Cagnano Amiterno

Morta in Egitto, Denise torna a casa: tutto pronto per l’ultimo saluto

24 Gennaio 2026

La Procura di Roma ha dato l’ok al rientro della salma della donna. Sarà giorno di lutto cittadino

L’AQUILA. Finalmente Denise torna a casa. Si terranno lunedì 26 gennaio, alle ore 14.30, nella chiesa di Cagnano Amiterno, i funerali della maestra di 47 anni morta durante una crociera sul Nilo, mentre si trovava in vacanza con il marito Adolfo Rocchi. A Cagnano, quel giorno, sarà lutto cittadino come stabilito dal sindaco Iside Di Martino. Il nulla osta al dissequestro della salma e alla conseguente sepoltura è arrivato ieri mattina. Il sostituto procuratore della Repubblica di Roma, Margherita Pinto, ha dato l'autorizzazione dopo la conclusione degli accertamenti sulle cause della morte.

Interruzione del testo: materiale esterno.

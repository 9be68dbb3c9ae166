use std::path::Path;

use base64::{engine::general_purpose::STANDARD, Engine as _};

use crate::clean::{ClusterSpec, ContextSpec, ExecConfig, KubeConfig, UserSpec};
use crate::cloud::ClusterDescriptor;

impl KubeConfig {
    /// Upserts the cluster (keyed by ARN) and a context pointing at it, then makes
    /// that context current. Other entries are left as they were.
    pub fn merge_cluster(&mut self, cluster: &ClusterDescriptor, context_name: &str, user_name: &str) {
        self.clusters.insert(
            cluster.arn.clone(),
            ClusterSpec {
                server: cluster.endpoint.clone(),
                certificate_authority_data: Some(STANDARD.encode(&cluster.ca_certificate)),
                certificate_authority: None,
                other: Default::default(),
            },
        );
        self.contexts.insert(
            context_name.to_owned(),
            ContextSpec::new(cluster.arn.as_str(), user_name),
        );
        self.current_context = context_name.to_owned();
    }

    /// Upserts a user that authenticates by running `command` with `args`.
    pub fn merge_exec_user(&mut self, user_name: &str, command: &Path, args: Vec<String>) {
        let exec = ExecConfig::never_interactive(command.to_string_lossy(), args);
        self.users.insert(user_name.to_owned(), UserSpec::exec(exec));
    }
}
use anyhow::Context as _;

use crate::cloud::CallerIdentity;

const ARN_PREFIX: &str = "arn:aws";

/// Whether `role` is already an ARN.
///
/// Only the `aws` partition prefix is checked, so short names are always
/// expanded into that partition. Roles in `aws-cn` or `aws-us-gov` have to be
/// passed as full ARNs.
pub fn is_qualified(role: &str) -> bool {
    role.starts_with(ARN_PREFIX)
}

pub fn role_arn(account: &str, role_name: &str) -> String {
    format!("arn:aws:iam::{account}:role/{role_name}")
}

/// Expands a bare role name into an ARN in the caller's account.
pub async fn qualify_role<I>(role: &str, identity: &I) -> anyhow::Result<String>
where
    I: CallerIdentity + Sync + ?Sized,
{
    if is_qualified(role) {
        return Ok(role.to_owned());
    }
    let account = identity
        .caller_account()
        .await
        .with_context(|| format!("expanding role name {role}"))?;
    Ok(role_arn(&account, role))
}
use crate::request::AuthRequest;

/// Session name used when the role is assumed without an explicit one.
pub const DEFAULT_SESSION_NAME: &str = "CloudBeesAutomations";

/// Arguments for `aws-iam-authenticator`.
///
/// `role_arn` must already be fully qualified (see [`crate::role::qualify_role`]).
/// Without a role the helper authenticates as the ambient identity.
pub fn helper_args(request: &AuthRequest, role_arn: Option<&str>) -> Vec<String> {
    let mut args = vec![
        "token".to_owned(),
        "--cluster-id".to_owned(),
        request.cluster_name.clone(),
    ];

    let Some(role_arn) = role_arn else {
        return args;
    };
    args.extend(["--role".to_owned(), role_arn.to_owned()]);

    // Gated on the session name rather than the external id itself.
    if request.session_name().is_some() {
        args.extend(["--external-id".to_owned(), request.external_id().to_owned()]);
    }

    if request.forward_session_name {
        args.push("--forward-session-name".to_owned());
    } else {
        let session_name = request.session_name().unwrap_or(DEFAULT_SESSION_NAME);
        args.extend(["--session-name".to_owned(), session_name.to_owned()]);
    }

    args
}
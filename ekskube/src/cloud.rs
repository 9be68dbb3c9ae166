//! Seams to the AWS control plane: EKS cluster lookup and STS caller identity.
use anyhow::{anyhow, Context as _};
use async_trait::async_trait;
use aws_config::{BehaviorVersion, Region, SdkConfig};
use aws_credential_types::provider::ProvideCredentials;
use base64::{engine::general_purpose::STANDARD, Engine as _};
use tracing::debug;

/// Connection details of an EKS cluster.
#[derive(Debug, Clone, PartialEq, Eq)]
pub struct ClusterDescriptor {
    pub arn: String,
    pub endpoint: String,
    /// PEM bundle, already decoded from the API's base64.
    pub ca_certificate: Vec<u8>,
}

impl ClusterDescriptor {
    /// Builds a descriptor from the base64 CA data the EKS API returns.
    pub fn from_encoded(
        arn: impl Into<String>,
        endpoint: impl Into<String>,
        ca_data: &str,
    ) -> anyhow::Result<Self> {
        let ca_certificate = STANDARD
            .decode(ca_data.trim())
            .context("decoding cluster certificate authority data")?;
        Ok(Self {
            arn: arn.into(),
            endpoint: endpoint.into(),
            ca_certificate,
        })
    }
}

#[async_trait]
pub trait ClusterDescriber {
    async fn describe_cluster(&self, name: &str) -> anyhow::Result<ClusterDescriptor>;
}

#[async_trait]
pub trait CallerIdentity {
    /// Account id of whoever the ambient credentials belong to.
    async fn caller_account(&self) -> anyhow::Result<String>;
}

/// EKS and STS clients sharing one resolved SDK configuration.
#[derive(Debug, Clone)]
pub struct AwsCloud {
    eks: aws_sdk_eks::Client,
    sts: aws_sdk_sts::Client,
}

impl AwsCloud {
    /// Resolves the default credential chain, optionally overriding its region,
    /// and checks that credentials are actually available.
    pub async fn load(region: Option<&str>) -> anyhow::Result<Self> {
        let mut loader = aws_config::defaults(BehaviorVersion::latest());
        if let Some(region) = region {
            debug!(region, "Overriding default region");
            loader = loader.region(Region::new(region.to_owned()));
        }
        let config = loader.load().await;
        check_credentials(&config).await.map_err(|e| {
            anyhow!(
                "could not load AWS credentials, have you run configure-aws-credentials first? {e:#}"
            )
        })?;
        Ok(Self::from_config(&config))
    }

    pub fn from_config(config: &SdkConfig) -> Self {
        Self {
            eks: aws_sdk_eks::Client::new(config),
            sts: aws_sdk_sts::Client::new(config),
        }
    }
}

async fn check_credentials(config: &SdkConfig) -> anyhow::Result<()> {
    let provider = config
        .credentials_provider()
        .context("no credentials provider configured")?;
    provider.provide_credentials().await?;
    Ok(())
}

#[async_trait]
impl ClusterDescriber for AwsCloud {
    async fn describe_cluster(&self, name: &str) -> anyhow::Result<ClusterDescriptor> {
        debug!(name, "Describing cluster");
        let output = self
            .eks
            .describe_cluster()
            .name(name)
            .send()
            .await
            .map_err(|e| {
                anyhow!(
                    "could not fetch cluster details: {}",
                    aws_sdk_eks::error::DisplayErrorContext(e)
                )
            })?;
        let cluster = output
            .cluster()
            .with_context(|| format!("cluster {name} was not returned"))?;
        let arn = cluster
            .arn()
            .with_context(|| format!("cluster {name} has no ARN"))?;
        let endpoint = cluster
            .endpoint()
            .with_context(|| format!("cluster {name} has no endpoint yet"))?;
        let ca_data = cluster
            .certificate_authority()
            .and_then(|ca| ca.data())
            .with_context(|| format!("cluster {name} has no certificate authority data"))?;
        ClusterDescriptor::from_encoded(arn, endpoint, ca_data)
    }
}

#[async_trait]
impl CallerIdentity for AwsCloud {
    async fn caller_account(&self) -> anyhow::Result<String> {
        let output = self.sts.get_caller_identity().send().await.map_err(|e| {
            anyhow!(
                "could not resolve caller identity: {}",
                aws_sdk_sts::error::DisplayErrorContext(e)
            )
        })?;
        output
            .account()
            .map(str::to_owned)
            .context("caller identity has no account")
    }
}
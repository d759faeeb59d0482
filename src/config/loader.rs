//! Configuration loading and validation
//!
//! Precedence order (highest to lowest):
//! 1. Command line flags (applied by the caller)
//! 2. Environment variable overrides
//! 3. Config file
//! 4. Built-in defaults

use super::{defaults, paths, schema::Config};
use anyhow::{Context, Result};
use std::path::Path;

/// Configuration loader
pub struct ConfigLoader;

impl ConfigLoader {
    /// Load the root config file (if any) with environment overrides applied
    pub fn load() -> Result<Config> {
        Self::load_from(&paths::root_config_path())
    }

    /// Load `path` (if it exists) with environment overrides applied
    pub fn load_from(path: &Path) -> Result<Config> {
        let config = if path.exists() {
            Self::load_file(path)?
        } else {
            tracing::debug!("No config file at {}, using defaults", path.display());
            Self::load_defaults()
        };
        Ok(Self::apply_env_overrides(config))
    }

    /// Load configuration from a file
    pub fn load_file(path: &Path) -> Result<Config> {
        if !path.exists() {
            return Err(anyhow::anyhow!("Config file not found: {}", path.display()));
        }

        let contents = std::fs::read_to_string(path)
            .with_context(|| format!("Failed to read config file: {}", path.display()))?;

        let config: Config = serde_yaml::from_str(&contents)
            .with_context(|| format!("Failed to parse config file: {}", path.display()))?;

        Ok(config)
    }

    /// Validate a config file
    ///
    /// This performs strict validation - it will fail on:
    /// - Invalid YAML syntax or value types
    /// - Unknown palette categories or unparseable colours
    /// - Unknown categories in `kindCategories`
    pub fn validate(path: &Path) -> Result<()> {
        let config = Self::load_from(path)?;
        super::build_palette(&config).context("Invalid palette configuration")?;
        if let Some(kind) = config.exclude_kinds.iter().find(|kind| kind.trim().is_empty()) {
            return Err(anyhow::anyhow!("excludeKinds contains an empty kind: {:?}", kind));
        }
        Ok(())
    }

    /// Load default configuration
    pub fn load_defaults() -> Config {
        defaults::default_config()
    }

    /// Apply environment variable overrides
    fn apply_env_overrides(mut config: Config) -> Config {
        // KUBEGRAPH_FORMAT override
        if let Ok(format) = std::env::var("KUBEGRAPH_FORMAT") {
            match format.parse() {
                Ok(format) => config.default_format = format,
                Err(e) => tracing::warn!("Ignoring KUBEGRAPH_FORMAT: {}", e),
            }
        }

        // KUBEGRAPH_DOT_BINARY override
        if let Ok(dot_binary) = std::env::var("KUBEGRAPH_DOT_BINARY") {
            config.renderer.dot_binary = dot_binary;
        }

        // KUBEGRAPH_HELM_BINARY override
        if let Ok(helm_binary) = std::env::var("KUBEGRAPH_HELM_BINARY") {
            config.chart.helm_binary = helm_binary;
        }

        config
    }

    /// Save configuration to a file
    pub fn save(config: &Config, path: &Path) -> Result<()> {
        // Ensure directory exists
        if let Some(parent) = path.parent() {
            paths::ensure_dir(parent)?;
        }

        let yaml =
            serde_yaml::to_string(config).context("Failed to serialize configuration to YAML")?;

        std::fs::write(path, yaml)
            .with_context(|| format!("Failed to write config file: {}", path.display()))?;

        Ok(())
    }

    /// Save root configuration
    pub fn save_root(config: &Config) -> Result<()> {
        Self::save(config, &paths::root_config_path())
    }
}

#[cfg(test)]
mod tests {
    use super::*;
    use crate::render::OutputFormat;

    #[test]
    fn test_missing_file_uses_defaults() {
        let temp = tempfile::tempdir().unwrap();
        let config = ConfigLoader::load_from(&temp.path().join("config.yaml")).unwrap();
        assert_eq!(config.chart.release_name, "release");
    }

    #[test]
    fn test_save_and_reload() {
        let temp = tempfile::tempdir().unwrap();
        let path = temp.path().join("nested").join("config.yaml");

        let mut config = Config::default();
        config.default_format = OutputFormat::Json;
        config.exclude_kinds = vec!["Secret".to_string()];
        ConfigLoader::save(&config, &path).unwrap();

        let loaded = ConfigLoader::load_file(&path).unwrap();
        assert_eq!(loaded, config);
    }

    #[test]
    fn test_validate() {
        let temp = tempfile::tempdir().unwrap();
        let path = temp.path().join("config.yaml");

        std::fs::write(&path, "palette:\n  workloads: steelblue\n").unwrap();
        assert!(ConfigLoader::validate(&path).is_ok());

        std::fs::write(&path, "palette:\n  workloads: not-a-colour\n").unwrap();
        assert!(ConfigLoader::validate(&path).is_err());

        std::fs::write(&path, "kindCategories:\n  Rollout: gadgets\n").unwrap();
        assert!(ConfigLoader::validate(&path).is_err());

        std::fs::write(&path, "defaultFormat: [dot\n").unwrap();
        assert!(ConfigLoader::validate(&path).is_err());
    }

    #[test]
    fn test_env_overrides() {
        // SAFETY: set_var is unsafe in Rust 2024 due to potential data races.
        // Only this test touches these variables.
        unsafe {
            std::env::set_var("KUBEGRAPH_DOT_BINARY", "/opt/graphviz/bin/dot");
            std::env::set_var("KUBEGRAPH_HELM_BINARY", "helm3");
        }

        let config = ConfigLoader::apply_env_overrides(Config::default());

        assert_eq!(config.renderer.dot_binary, "/opt/graphviz/bin/dot");
        assert_eq!(config.chart.helm_binary, "helm3");

        // SAFETY: see above
        unsafe {
            std::env::remove_var("KUBEGRAPH_DOT_BINARY");
            std::env::remove_var("KUBEGRAPH_HELM_BINARY");
        }
    }
}
//! Resource Kind definitions
//!
//! Centralized enum for the standard Kubernetes kinds the graph engine knows
//! about. Resources of any other kind are still accepted (their kind stays a
//! plain string); this enum only drives kind-specific behaviour such as
//! label indexing, pod template resolution and display grouping.

use std::fmt;
use std::str::FromStr;

use super::category::Category;

/// Enumeration of the standard Kubernetes kinds with special handling
#[derive(Debug, Clone, Copy, PartialEq, Eq, Hash, PartialOrd, Ord)]
pub enum ResourceKind {
    // Workloads
    Pod,
    Deployment,
    DaemonSet,
    StatefulSet,
    ReplicaSet,
    Job,
    CronJob,
    ReplicationController,
    // Networking
    Service,
    Ingress,
    IngressClass,
    NetworkPolicy,
    Endpoints,
    EndpointSlice,
    // Config and storage
    ConfigMap,
    Secret,
    PersistentVolumeClaim,
    PersistentVolume,
    StorageClass,
    // RBAC
    ServiceAccount,
    Role,
    ClusterRole,
    RoleBinding,
    ClusterRoleBinding,
    // Autoscaling and policy
    HorizontalPodAutoscaler,
    VerticalPodAutoscaler,
    PodDisruptionBudget,
    ResourceQuota,
    LimitRange,
    PriorityClass,
}

impl ResourceKind {
    /// Get the kind name as it appears in manifests
    pub fn as_str(&self) -> &'static str {
        match self {
            ResourceKind::Pod => "Pod",
            ResourceKind::Deployment => "Deployment",
            ResourceKind::DaemonSet => "DaemonSet",
            ResourceKind::StatefulSet => "StatefulSet",
            ResourceKind::ReplicaSet => "ReplicaSet",
            ResourceKind::Job => "Job",
            ResourceKind::CronJob => "CronJob",
            ResourceKind::ReplicationController => "ReplicationController",
            ResourceKind::Service => "Service",
            ResourceKind::Ingress => "Ingress",
            ResourceKind::IngressClass => "IngressClass",
            ResourceKind::NetworkPolicy => "NetworkPolicy",
            ResourceKind::Endpoints => "Endpoints",
            ResourceKind::EndpointSlice => "EndpointSlice",
            ResourceKind::ConfigMap => "ConfigMap",
            ResourceKind::Secret => "Secret",
            ResourceKind::PersistentVolumeClaim => "PersistentVolumeClaim",
            ResourceKind::PersistentVolume => "PersistentVolume",
            ResourceKind::StorageClass => "StorageClass",
            ResourceKind::ServiceAccount => "ServiceAccount",
            ResourceKind::Role => "Role",
            ResourceKind::ClusterRole => "ClusterRole",
            ResourceKind::RoleBinding => "RoleBinding",
            ResourceKind::ClusterRoleBinding => "ClusterRoleBinding",
            ResourceKind::HorizontalPodAutoscaler => "HorizontalPodAutoscaler",
            ResourceKind::VerticalPodAutoscaler => "VerticalPodAutoscaler",
            ResourceKind::PodDisruptionBudget => "PodDisruptionBudget",
            ResourceKind::ResourceQuota => "ResourceQuota",
            ResourceKind::LimitRange => "LimitRange",
            ResourceKind::PriorityClass => "PriorityClass",
        }
    }

    /// Try to parse a string into a ResourceKind, returning None if unknown
    pub fn parse_optional(s: &str) -> Option<Self> {
        s.parse().ok()
    }

    /// Get all known kinds
    pub fn all() -> &'static [Self] {
        &[
            ResourceKind::Pod,
            ResourceKind::Deployment,
            ResourceKind::DaemonSet,
            ResourceKind::StatefulSet,
            ResourceKind::ReplicaSet,
            ResourceKind::Job,
            ResourceKind::CronJob,
            ResourceKind::ReplicationController,
            ResourceKind::Service,
            ResourceKind::Ingress,
            ResourceKind::IngressClass,
            ResourceKind::NetworkPolicy,
            ResourceKind::Endpoints,
            ResourceKind::EndpointSlice,
            ResourceKind::ConfigMap,
            ResourceKind::Secret,
            ResourceKind::PersistentVolumeClaim,
            ResourceKind::PersistentVolume,
            ResourceKind::StorageClass,
            ResourceKind::ServiceAccount,
            ResourceKind::Role,
            ResourceKind::ClusterRole,
            ResourceKind::RoleBinding,
            ResourceKind::ClusterRoleBinding,
            ResourceKind::HorizontalPodAutoscaler,
            ResourceKind::VerticalPodAutoscaler,
            ResourceKind::PodDisruptionBudget,
            ResourceKind::ResourceQuota,
            ResourceKind::LimitRange,
            ResourceKind::PriorityClass,
        ]
    }

    /// Whether resources of this kind are pods or embed a pod template.
    ///
    /// Only these kinds are inserted into the label index, so selectors can
    /// never resolve to e.g. a ServiceAccount carrying the same labels.
    pub fn carries_pods(&self) -> bool {
        matches!(
            self,
            ResourceKind::Pod
                | ResourceKind::Deployment
                | ResourceKind::DaemonSet
                | ResourceKind::StatefulSet
                | ResourceKind::ReplicaSet
                | ResourceKind::Job
                | ResourceKind::CronJob
        )
    }

    /// Path from the document root to the pod spec for this kind
    pub fn pod_spec_path(&self) -> Option<&'static [&'static str]> {
        match self {
            ResourceKind::Pod => Some(&["spec"]),
            ResourceKind::Deployment
            | ResourceKind::DaemonSet
            | ResourceKind::StatefulSet
            | ResourceKind::ReplicaSet
            | ResourceKind::Job => Some(&["spec", "template", "spec"]),
            ResourceKind::CronJob => Some(&["spec", "jobTemplate", "spec", "template", "spec"]),
            _ => None,
        }
    }

    /// Built-in display category
    pub fn category(&self) -> Category {
        match self {
            ResourceKind::Pod
            | ResourceKind::Deployment
            | ResourceKind::DaemonSet
            | ResourceKind::StatefulSet
            | ResourceKind::ReplicaSet
            | ResourceKind::Job
            | ResourceKind::CronJob
            | ResourceKind::ReplicationController => Category::Workloads,
            ResourceKind::Service
            | ResourceKind::Ingress
            | ResourceKind::IngressClass
            | ResourceKind::NetworkPolicy
            | ResourceKind::Endpoints
            | ResourceKind::EndpointSlice => Category::Networking,
            ResourceKind::ConfigMap
            | ResourceKind::Secret
            | ResourceKind::PersistentVolumeClaim
            | ResourceKind::PersistentVolume
            | ResourceKind::StorageClass => Category::ConfigStorage,
            ResourceKind::ServiceAccount
            | ResourceKind::Role
            | ResourceKind::ClusterRole
            | ResourceKind::RoleBinding
            | ResourceKind::ClusterRoleBinding => Category::Rbac,
            ResourceKind::HorizontalPodAutoscaler
            | ResourceKind::VerticalPodAutoscaler
            | ResourceKind::PodDisruptionBudget
            | ResourceKind::ResourceQuota
            | ResourceKind::LimitRange
            | ResourceKind::PriorityClass => Category::AutoscalingPolicy,
        }
    }
}

impl fmt::Display for ResourceKind {
    fn fmt(&self, f: &mut fmt::Formatter<'_>) -> fmt::Result {
        write!(f, "{}", self.as_str())
    }
}

impl FromStr for ResourceKind {
    type Err = String;

    fn from_str(s: &str) -> Result<Self, Self::Err> {
        ResourceKind::all()
            .iter()
            .copied()
            .find(|kind| kind.as_str() == s)
            .ok_or_else(|| format!("Unknown resource kind: {}", s))
    }
}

L’autopsia, eseguita nei giorni scorsi dal medico legale nominato dalla Procura, che si è svolta alla presenza del consulente di parte della famiglia, il professor Giorgio Bolino, uno dei massimi esperti in Italia in medicina legale, ha riscontrato che Denise Ruggeri è morta a causa di insufficienza cardio-respiratoria causata da trauma toraco-polmonare con emotorace sinistro. Questo indica la presenza di una lesione contusiva o penetrante della parte sinistra della gabbia toracica e del polmone sottostante. Può avvenire dopo un impatto o una caduta, come nel caso di Denise, sul lato sinistro del petto.

Dalla morte di Denise è passato un mese. L'incidente avvenne a Luxor, in Egitto, il 21 dicembre alle ore 20.30, ora locale. Da quel giorno, un autentico calvario per il marito Adolfo e per il fratello Giuseppe che hanno dovuto attendere il 7 gennaio affinché qualcosa cominciasse a muoversi. All'arrivo della salma, infatti, non era stata aperta nessuna inchiesta dalla Procura capitolina, poi la richiesta di ulteriori esami da svolgere prima dell'autopsia e ultimo colpo di scena un documento mancante necessario al rientro della salma. Ora finalmente si mette un punto e Denise avrà un luogo dove la famiglia potrà piangerla e onorarla.

Il caso di Denise ha scosso e turbato la comunità per le modalità della morte di questa donna così ben voluta e apprezzata, anche nell’Istituto Don Milani di Pizzoli dove insegnava. Una vicenda fatta di tante lungaggini, sofferenza aggiunta a quella già provata per la scomparsa di una giovane vita che aveva un sogno: vedere le Piramidi d’Egitto. In tutto questo tempo mai una parola di troppo da parte del marito e del fratello che hanno atteso silenziosamente e con dignità il ritorno a casa dell’amata Denise che lunedì, finalmente, potrà essere abbracciata idealmente.